Who can request flexible working?

Any employee with at least 26 weeks service, for any reason (cf old position)


No prescribed form

Request must be

  • in writing
  • dated
  • state that it is an application made under the statutory procedure
  • specify the change sought and when the employee wants the change to take effect
  • explain what effect, if any, the employee thinks the change would have on the employer and how any such effects could be dealt with
  • state whether the employee has previously made a flexible working request to the employer and if so, when?


The last point is because an employee only has the right to make a flexible working request once in any 12 month period.

However, general best practice is probably to hear the case even if there has been a more recent request.  Also, it is generally better to avoid refusing to deal with a flexible working request solely because one of the criteria has not been complied with as this may look unreasonable.  The better course of action would be to explain to the employee what is missing from their application or, better still, to have a policy on flexible working which sets out the details which should be included in the request.

From the employee’s perspective, the more information which the employee gives in the flexible working request the better, as the employer will then have a better understanding of why they are making the request and may be more sympathetic to the application.


What type of change might be sought?

Any change to the employer’s standard working arrangements, such as a change to the hours worked, or a change to the working pattern, or a change to the place of work.


How should the employer respond to the application?

Ideally, try to take a relaxed approach.  Employers will not be ‘bounced into’ an arrangement which does not work for the business, so no need to panic.  Some employers are hard-wired to think that employees must be present on a full-time basis, so we would urge employers to approach the request with an open mind and with a positive perspective about the possibility of this benefitting both parties.


In terms of the law, all that is required of the employer is that they deal with the request in a reasonable manner; that they notify the employee of the decision within three months of the request, and that they only refuse a request on one of the permitted grounds.

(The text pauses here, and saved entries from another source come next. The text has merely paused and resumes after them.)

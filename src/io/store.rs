use std::sync::Arc;

use object_store::aws::AmazonS3Builder;
use object_store::local::LocalFileSystem;
use object_store::{ClientOptions, ObjectStore};

use crate::conf::{Deployment, StorageConfig};
use crate::core::SnapwatchError;

/// Local filesystem store rooted at `storage.local_root`, or S3 otherwise.
pub fn create_store(
    config: &StorageConfig,
    deployment: &Deployment,
) -> Result<Arc<dyn ObjectStore>, SnapwatchError> {
    match &config.local_root {
        Some(root) => create_local_store(root),
        None => create_s3_store(config, deployment),
    }
}

/// Creates a LocalFileSystem ObjectStore; keys are relative to `root`.
pub fn create_local_store(root: &str) -> Result<Arc<dyn ObjectStore>, SnapwatchError> {
    let store = LocalFileSystem::new_with_prefix(root).map_err(|e| {
        SnapwatchError::ConfigParsingError(format!("invalid local_root '{}': {}", root, e))
    })?;
    Ok(Arc::new(store))
}

/// Creates an S3 ObjectStore for the deployment's bucket and region.
pub fn create_s3_store(
    config: &StorageConfig,
    deployment: &Deployment,
) -> Result<Arc<dyn ObjectStore>, SnapwatchError> {
    let mut builder = AmazonS3Builder::from_env()
        .with_bucket_name(&deployment.bucket)
        .with_region(&deployment.region)
        .with_client_options(ClientOptions::new().with_timeout(config.request_timeout));

    // Optional custom endpoint (for MinIO, LocalStack, etc.)
    if let Some(endpoint) = &config.endpoint {
        builder = builder.with_endpoint(endpoint);
        if endpoint.starts_with("http://") {
            builder = builder.with_allow_http(true);
        }
    }

    let store = builder.build().map_err(|e| {
        SnapwatchError::ConfigParsingError(format!(
            "Failed to create S3 store for bucket '{}': {}",
            deployment.bucket, e
        ))
    })?;

    Ok(Arc::new(store))
}
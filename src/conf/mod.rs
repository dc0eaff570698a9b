mod config;
mod environment;
mod monitor;
mod notifier;
mod storage;

pub use config::Config;
pub use environment::{Deployment, EnvironmentConfig};
pub use monitor::MonitorConfig;
pub use notifier::NotifierConfig;
pub use storage::StorageConfig;
mod args;
mod error;
mod logger;

pub use args::CliArgs;
pub use error::SnapwatchError;
pub use logger::setup_logging;
use std::time::Duration;

use async_trait::async_trait;
use serde_json::{Value, json};

use crate::core::SnapwatchError;

use super::{Alert, Notifier, NotifyError};

/// Posts alerts as an adaptive card to a Teams workflow webhook.
pub struct TeamsNotifier {
    client: reqwest::Client,
    url: String,
    environment: String,
}

impl TeamsNotifier {
    pub fn new(url: String, environment: String, timeout: Duration) -> Result<Self, SnapwatchError> {
        let client = reqwest::Client::builder()
            .timeout(timeout)
            .build()
            .map_err(|e| SnapwatchError::ConfigParsingError(format!("http client: {}", e)))?;
        Ok(Self {
            client,
            url,
            environment,
        })
    }

    fn payload(&self, alert: &Alert) -> Value {
        card_payload(alert, &self.environment)
    }
}

pub(crate) fn card_payload(alert: &Alert, environment: &str) -> Value {
    json!({
        "type": "message",
        "attachments": [
            {
                "contentType": "application/vnd.microsoft.card.adaptive",
                "content": {
                    "$schema": "http://adaptivecards.io/schemas/adaptive-card.json",
                    "type": "AdaptiveCard",
                    "version": "1.5",
                    "body": [
                        {
                            "type": "TextBlock",
                            "text": alert.title,
                            "weight": "Bolder",
                            "size": "Large",
                            "color": alert.severity.as_str(),
                        },
                        {
                            "type": "TextBlock",
                            "text": format!("**Environment:** {}", environment),
                            "wrap": true,
                        },
                        {"type": "TextBlock", "text": alert.body, "wrap": true},
                    ]
                }
            }
        ]
    })
}

#[async_trait]
impl Notifier for TeamsNotifier {
    async fn send(&self, alert: &Alert) -> Result<(), NotifyError> {
        let response = self
            .client
            .post(&self.url)
            .json(&self.payload(alert))
            .send()
            .await
            .map_err(|e| NotifyError::Request(e.to_string()))?;

        let status = response.status().as_u16();
        if status != 200 && status != 202 {
            let body = response.text().await.unwrap_or_default();
            return Err(NotifyError::Status { status, body });
        }

        log::info!("Teams alert sent: {}", alert.title);
        Ok(())
    }
}

#[cfg(test)]
mod tests {
    use super::*;
    use crate::notify::Severity;

    #[test]
    fn test_card_payload_shape() {
        let alert = Alert {
            title: "[dev] Snapshot Alert".to_string(),
            body: "**Missing Tables (count):** 1".to_string(),
            severity: Severity::Attention,
        };
        let payload = card_payload(&alert, "dev");

        let content = &payload["attachments"][0]["content"];
        assert_eq!(content["type"], "AdaptiveCard");
        assert_eq!(content["version"], "1.5");
        let body = content["body"].as_array().unwrap();
        assert_eq!(body.len(), 3);
        assert_eq!(body[0]["text"], "[dev] Snapshot Alert");
        assert_eq!(body[0]["color"], "Attention");
        assert_eq!(body[1]["text"], "**Environment:** dev");
        assert_eq!(body[2]["text"], "**Missing Tables (count):** 1");
    }

    #[tokio::test]
    async fn test_unreachable_webhook_is_error() {
        let notifier = TeamsNotifier::new(
            "http://127.0.0.1:9/hook".to_string(),
            "dev".to_string(),
            Duration::from_millis(500),
        )
        .unwrap();
        let alert = Alert {
            title: "t".to_string(),
            body: "b".to_string(),
            severity: Severity::Good,
        };
        assert!(matches!(
            notifier.send(&alert).await,
            Err(NotifyError::Request(_))
        ));
    }
}
use std::sync::Arc;

use chrono::{TimeZone, Utc};
use tempfile::TempDir;

use snapwatch::conf::{Config, Deployment};
use snapwatch::io::create_store;
use snapwatch::monitor::Monitor;
use snapwatch::snapshot::ObjectStoreLister;
use snapwatch::state::{ObjectStoreBlobStore, StateStore};
use snapwatch::testutil::RecordingNotifier;

fn touch(root: &std::path::Path, rel: &str) {
    let path = root.join(rel);
    std::fs::create_dir_all(path.parent().unwrap()).unwrap();
    std::fs::write(path, b"x").unwrap();
}

#[tokio::test]
async fn test_run_against_local_directory() {
    let dir = TempDir::new().unwrap();
    let root = dir.path();
    let snapshots = "cod-qa-hdfs/hbase/20251008/.hbase-snapshot";
    touch(root, &format!("{snapshots}/orders_SNAPSHOT_202510081140/.snapshotinfo"));
    touch(root, &format!("{snapshots}/orders_SNAPSHOT_202510081140/data.manifest"));
    touch(root, &format!("{snapshots}/users_SNAPSHOT_202510080300/.snapshotinfo"));

    let toml = format!(
        r#"
        [environment]
        name = "qa"

        [storage]
        local_root = "{}"
        "#,
        root.display()
    );
    let config = Config::from_str(&toml).unwrap();
    let deployment = Deployment::resolve(&config).unwrap();
    let store = create_store(&config.storage, &deployment).unwrap();

    let notifier = Arc::new(RecordingNotifier::new());
    let state = StateStore::for_deployment(
        Arc::new(ObjectStoreBlobStore::new(store.clone())),
        &deployment,
    );
    let monitor = Monitor::new(
        deployment.clone(),
        state,
        Arc::new(ObjectStoreLister::new(store, deployment.clone())),
        notifier.clone(),
        &config.monitor,
    )
    .unwrap();

    let now = Utc.with_ymd_and_hms(2025, 10, 8, 12, 0, 0).unwrap();
    let report = monitor.run(now).await.unwrap();

    assert!(report.bootstrapped);
    assert_eq!(report.reconciliation.missing, vec!["users"]);
    assert!(
        root.join("cod-qa-hdfs/hbase/snapshot_monitor/baseline.json")
            .exists()
    );
    assert!(
        root.join("cod-qa-hdfs/hbase/snapshot_monitor/missing_history.json")
            .exists()
    );
    assert_eq!(notifier.sent().len(), 1);
}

What does ‘dealing reasonably’ mean?


You can find recommendations and examples of how employers should deal with flexible working requests by employees in the ACAS Code of Practice and accompanying Guide, both of which are very useful – http://www.acas.org.uk/index.aspx?articleid=4849


  • Discuss the request with the employee
  • Allow the employee to be accompanied to the meeting to discuss the request, and ensure that it is held in a private place
  • Consider the request carefully – look at the benefits to the employee and to the business, and weigh those against any adverse impact which the change might have
  • If you believe that it will be difficult to accommodate the request, think about whether there are any alternative arrangements to the employee’s proposal which you might be able to offer
  • Consider allowing the change for a trial period, to see how it works for both sides, and potentially iron out any difficulties that might be encountered


Refusing the request

If the employer feels that it cannot accommodate the request, and cannot suggest an alternative option which might work, they are entitled to refuse the request, provided that the reason falls within one of the permitted grounds.  Those are:


  • the burden of additional costs
  • the detrimental effect on the ability to meet customer demand
  • the inability to reorganise work amongst existing staff
  • the inability to recruit additional staff
  • a detrimental impact on quality
  • a detrimental impact on performance
  • insufficiency of work during the periods the employee proposes to work
  • planned structural change


As you can see, the grounds are very wide, and the test is subjective on the part of the employer so that, if the employer considers that one of the grounds applies, the test is satisfied.  On the face of it, there is no consideration of the reasonableness of the employer’s view, so the employee can only challenge the merit of a decision if it is based on incorrect facts.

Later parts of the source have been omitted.